Task to complete
A single number is expected: the count of lines below where the word "from" occurs.

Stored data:
________

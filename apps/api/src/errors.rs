use axum::{
    extract::rejection::JsonRejection,
    http::StatusCode,
    response::{IntoResponse, Response},
    Json,
};
use serde_json::json;
use thiserror::Error;

use crate::advisor::runtime::AgentError;
use crate::livekit::TokenError;

/// Application-level error type.
/// Implements `IntoResponse` so Axum handlers can return `Result<T, AppError>`.
/// Every response body has the shape `{"detail": "..."}`.
#[derive(Debug, Error)]
pub enum AppError {
    #[error("Validation error: {0}")]
    Validation(String),

    #[error(transparent)]
    Agent(#[from] AgentError),

    #[error(transparent)]
    Token(#[from] TokenError),

    #[error("Database error: {0}")]
    Database(#[from] sqlx::Error),

    #[error("Upstream agent error: {0}")]
    Upstream(String),

    #[error("{0} is not configured")]
    NotConfigured(&'static str),

    #[error(transparent)]
    Body(#[from] JsonRejection),
}

impl IntoResponse for AppError {
    fn into_response(self) -> Response {
        let (status, detail) = match &self {
            AppError::Validation(msg) => (StatusCode::BAD_REQUEST, msg.clone()),
            AppError::Agent(e) => {
                tracing::error!("Advisor invocation failed: {e:?}");
                (StatusCode::INTERNAL_SERVER_ERROR, e.to_string())
            }
            AppError::Token(e) => {
                tracing::error!("Token issuance failed: {e:?}");
                (StatusCode::INTERNAL_SERVER_ERROR, e.to_string())
            }
            AppError::Database(e) => {
                tracing::error!("Database error: {e}");
                (
                    StatusCode::INTERNAL_SERVER_ERROR,
                    "A database error occurred".to_string(),
                )
            }
            AppError::Upstream(msg) => {
                tracing::error!("Upstream agent error: {msg}");
                (StatusCode::BAD_GATEWAY, msg.clone())
            }
            AppError::NotConfigured(_) => (StatusCode::NOT_IMPLEMENTED, self.to_string()),
            AppError::Body(rejection) => (rejection.status(), rejection.body_text()),
        };

        (status, Json(json!({ "detail": detail }))).into_response()
    }
}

________

The answer
4